This set of properties will make the main character become more flexible, as to how to choose, it depends on what style of game you want to do.

Making stars

The main character can jump freely now so we need to set up a goal for players. The stars will appear continuously in the scene and players need to manipulate the monster to touch the stars to collect points. The star touched by the main character will disappear and a new one will be immediately re-created at a random position.

Create Prefab

As for the nodes that need to be created repeatedly, we can save it as a Prefab resource, which can be a template for the dynamic generation of nodes. For more information about Prefab, please read Prefab.

Firstly, drag and drop the assets/textures/star texture from the Assets panel into the Scene panel anywhere you like. We only need the Scene to be our workbench for creating the Star Prefab. After creation we will delete this node from the Scene.

We don't need to modify the position or render properties of the Star, but to make the Star disappear when touched by the main character, we need to add a special script component for the Star as well. By the same method of adding the Player script, add a JavaScript script named Star to assets/scripts.

Next, double click this script to start editing. Only one property is needed for the star component to stipulate the distance for collecting points by the main character. Modify properties and add the following content:

// Star.js
    properties: {
        // When the distance between the star and main character is less than this value, collection of the point will be completed
        pickRadius: 0,
    },

After saving the script, add this script to the newly created star node. Select the star node in the Node Tree and click on the Add component button in the Properties and select Custom Component -> Star, which is added to the newly created star node. Then set the value of Pick Radius property to 60 and save the scene.

The settings needed by Star Prefab are now finished. Now drag the star node from the Node Tree and drop it into the assets folder in the Assets. This should generate a Prefab resource named star, as shown below.

At this point the settings required for the Star Prefab are complete, and the Prefab resource named star will be generated by dragging the star node from the Node Tree into the assets folder in Assets, as shown below:

Now the star node can be deleted from the scene. We can double click the star Prefab resource directly to edit.

Next, we can dynamically use the Prefab resource of stars in the script to generate stars.

Adding game control script

The generation of stars is part of the game's main logic, so we need to add a JavaScript script called Game as a game master logic script. The script will then add logic for scoring, game failure, and restarting.

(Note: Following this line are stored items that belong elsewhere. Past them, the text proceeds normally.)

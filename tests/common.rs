use std::sync::Once;

use flexi_logger::Logger;

static INIT: Once = Once::new();

pub fn setup() {
  INIT.call_once(|| {
    Logger::try_with_str("snowbox=debug,info")
      .unwrap()
      .start()
      .unwrap();
  });
}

Add a new Game script inside the assets/scripts folder, and double click to open the script. First, add the properties needed for generating stars:

// Game.js
    properties: {
        // This property quotes the PreFab resource of stars
        starPrefab: {
            default: null,
            type: cc.Prefab
        },

        // The random scale of disappearing time for stars
        maxStarDuration: 0,
        minStarDuration: 0,

        // Ground node for confirming the height of the generated star's position
        ground: {
            default: null,
            type: cc.Node
        },

        // Player node for obtaining the jump height of the main character and controlling the movement switch of the main character
        player: {
            default: null,
            type: cc.Node
        }
    },

Beginners here may wonder why an property like starPrefab is enclosed in {} with the new "property" in parentheses? In fact, this is a complete declaration of an property, previously our property declarations were incomplete, and in some cases we need to add parameters to the attribute declaration that control how the property is displayed in the Properties panel, and the behaviour of the property during the scene serialization process. For example:

properties: {
    score: {
        default: 0,
        displayName: "Score (player)",
        tooltip: "The score of player",
    }
}

The above code sets three parameters to the score attribute.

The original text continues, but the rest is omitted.